(Beginning of DATA FOR THE TASK)

use std::path::PathBuf;
use std::time::Duration;

use crate::error::ConfigError;

/// Largest page size the listing API accepts
pub const MAX_PAGE_SIZE: u32 = 50;

/// Credentials for the podcast host
#[derive(Debug, Clone, Default)]
pub struct HostCredentials {
    pub api_key: String,
    pub podcast_id: String,
}

/// Every secret or destination a job needs
#[derive(Debug, Clone, Default)]
pub struct Credentials {
    /// Key for the video platform's listing API
    pub youtube_api_key: String,
    /// Destination bucket; also the host part of public audio URLs
    pub bucket: String,
    pub host: HostCredentials,
}

impl Credentials {
    /// Reject missing values before any network call is made
    pub fn validate(&self) -> Result<(), ConfigError> {
        let required = [
            ("youtube_api_key", &self.youtube_api_key),
            ("bucket", &self.bucket),
            ("host.api_key", &self.host.api_key),
            ("host.podcast_id", &self.host.podcast_id),
        ];

        for (name, value) in required {
            if value.trim().is_empty() {
                return Err(ConfigError::Missing(name));
            }
        }

        if self.bucket.contains('/') {
            return Err(ConfigError::Invalid {
                name: "bucket",
                reason: "must not contain '/'".to_string(),
            });
        }

        Ok(())
    }
}

/// Retry policy for transient publish rejections
#[derive(Debug, Clone)]
pub struct RetryConfig {
    /// Total attempts, including the first one
    pub max_attempts: u32,
    /// Delay before the first retry, doubled for each further retry
    pub delay: Duration,
    /// Upper bound for a single delay
    pub max_delay: Duration,
}

impl Default for RetryConfig {
    fn default() -> Self {
        Self {
            max_attempts: 3,
            delay: Duration::from_secs(1),
            max_delay: Duration::from_secs(8),
        }
    }
}

impl RetryConfig {
    /// Delay to wait after the given (1-based) failed attempt
    pub fn delay_after(&self, attempt: u32) -> Duration {
        let factor = 2u32.saturating_pow(attempt.saturating_sub(1));
        self.delay.saturating_mul(factor).min(self.max_delay)
    }
}

/// How the publisher waits for the host to finish processing an episode
#[derive(Debug, Clone)]
pub struct PollConfig {
    pub interval: Duration,
    /// Maximum number of status checks; `None` polls until cancelled
    pub max_attempts: Option<u32>,
}

impl Default for PollConfig {
    fn default() -> Self {
        Self {
            interval: Duration::from_secs(10),
            max_attempts: Some(360),
        }
    }
}

/// Resolved configuration for one conversion job
#[derive(Debug, Clone)]
pub struct ConversionConfig {
    pub credentials: Credentials,
    /// Root for job-scoped download directories
    pub work_dir: PathBuf,
    /// Prefix for object keys in the bucket
    pub storage_key_prefix: String,
    pub youtube_api_base: String,
    pub host_api_base: String,
    pub page_size: u32,
    /// Maximum number of videos taken from the listing
    pub limit: Option<usize>,
    pub publish_retry: RetryConfig,
    pub poll: PollConfig,
    /// Make episodes live once the host has processed them
    pub publish_when_ready: bool,
    /// Remove the audio object from storage once the host has processed it
    pub delete_uploaded_audio: bool,
}

impl Default for ConversionConfig {
    fn default() -> Self {
        Self {
            credentials: Credentials::default(),
            work_dir: PathBuf::from("downloaded"),
            storage_key_prefix: "podcast".to_string(),
            youtube_api_base: "https://www.googleapis.com/youtube/v3".to_string(),
            host_api_base: "https://www.buzzsprout.com".to_string(),
            page_size: MAX_PAGE_SIZE,
            limit: None,
            publish_retry: RetryConfig::default(),
            poll: PollConfig::default(),
            publish_when_ready: false,
            delete_uploaded_audio: false,
        }
    }
}

impl ConversionConfig {
    pub fn validate(&self) -> Result<(), ConfigError> {
        self.credentials.validate()?;

        if self.page_size == 0 || self.page_size > MAX_PAGE_SIZE {
            return Err(ConfigError::Invalid {
                name: "page_size",
                reason: format!("must be between 1 and {MAX_PAGE_SIZE}"),
            });
        }
        if self.publish_retry.max_attempts == 0 {
            return Err(ConfigError::Invalid {
                name: "publish_retry.max_attempts",
                reason: "must be at least 1".to_string(),
            });
        }

        Ok(())
    }
}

(End of DATA FOR THE TASK)

▸ **TO DO**:
The data above is to be restated line for line, word for word.

▸ **OUTPUT OF THE EXERCISE**:
use std::path::PathBuf;
use std::time::Duration;

use crate::error::ConfigError;

/// Largest page size the listing API accepts
pub const MAX_PAGE_SIZE: u32 = 50;

/// Credentials for the podcast host
#[derive(Debug, Clone, Default)]
pub struct HostCredentials {
    pub api_key: String,
    pub podcast_id: String,
}

/// Every secret or destination a job needs
#[derive(Debug, Clone, Default)]
pub struct Credentials {
    /// Key for the video platform's listing API
    pub youtube_api_key: String,
    /// Destination bucket; also the host part of public audio URLs
    pub bucket: String,
    pub host: HostCredentials,
}

impl Credentials {
    /// Reject missing values before any network call is made
    pub fn validate(&self) -> Result<(), ConfigError> {
        let required = [
            ("youtube_api_key", &self.youtube_api_key),
            ("bucket", &self.bucket),
            ("host.api_key", &self.host.api_key),
            ("host.podcast_id", &self.host.podcast_id),
        ];

        for (name, value) in required {
            if value.trim().is_empty() {
                return Err(ConfigError::Missing(name));
            }
        }

        if self.bucket.contains('/') {
            return Err(ConfigError::Invalid {
                name: "bucket",
                reason: "must not contain '/'".to_string(),
            });
        }

        Ok(())
    }
}

/// Retry policy for transient publish rejections
#[derive(Debug, Clone)]
pub struct RetryConfig {
    /// Total attempts, including the first one
    pub max_attempts: u32,
    /// Delay before the first retry, doubled for each further retry
    pub delay: Duration,
    /// Upper bound for a single delay
    pub max_delay: Duration,
}

impl Default for RetryConfig {
    fn default() -> Self {
        Self {
            max_attempts: 3,
            delay: Duration::from_secs(1),
            max_delay: Duration::from_secs(8),
        }
    }
}

impl RetryConfig {
    /// Delay to wait after the given (1-based) failed attempt
    pub fn delay_after(&self, attempt: u32) -> Duration {
        let factor = 2u32.saturating_pow(attempt.saturating_sub(1));
        self.delay.saturating_mul(factor).min(self.max_delay)
    }
}

/// How the publisher waits for the host to finish processing an episode
#[derive(Debug, Clone)]
pub struct PollConfig {
    pub interval: Duration,
    /// Maximum number of status checks; `None` polls until cancelled
    pub max_attempts: Option<u32>,
}

impl Default for PollConfig {
    fn default() -> Self {
        Self {
            interval: Duration::from_secs(10),
            max_attempts: Some(360),
        }
    }
}

/// Resolved configuration for one conversion job
#[derive(Debug, Clone)]
pub struct ConversionConfig {
    pub credentials: Credentials,
    /// Root for job-scoped download directories
    pub work_dir: PathBuf,
    /// Prefix for object keys in the bucket
    pub storage_key_prefix: String,
    pub youtube_api_base: String,
    pub host_api_base: String,
    pub page_size: u32,
    /// Maximum number of videos taken from the listing
    pub limit: Option<usize>,
    pub publish_retry: RetryConfig,
    pub poll: PollConfig,
    /// Make episodes live once the host has processed them
    pub publish_when_ready: bool,
    /// Remove the audio object from storage once the host has processed it
    pub delete_uploaded_audio: bool,
}

impl Default for ConversionConfig {
    fn default() -> Self {
        Self {
            credentials: Credentials::default(),
            work_dir: PathBuf::from("downloaded"),
            storage_key_prefix: "podcast".to_string(),
            youtube_api_base: "https://www.googleapis.com/youtube/v3".to_string(),
            host_api_base: "https://www.buzzsprout.com".to_string(),
            page_size: MAX_PAGE_SIZE,
            limit: None,
            publish_retry: RetryConfig::default(),
            poll: PollConfig::default(),
            publish_when_ready: false,
            delete_uploaded_audio: false,
        }
    }
}

impl ConversionConfig {
    pub fn validate(&self) -> Result<(), ConfigError> {
        self.credentials.validate()?;

        if self.page_size == 0 || self.page_size > MAX_PAGE_SIZE {
            return Err(ConfigError::Invalid {
                name: "page_size",
                reason: format!("must be between 1 and {MAX_PAGE_SIZE}"),
            });
        }
        if self.publish_retry.max_attempts == 0 {
            return Err(ConfigError::Invalid {
                name: "publish_retry.max_attempts",
                reason: "must be at least 1".to_string(),
            });
        }

        Ok(())
    }
}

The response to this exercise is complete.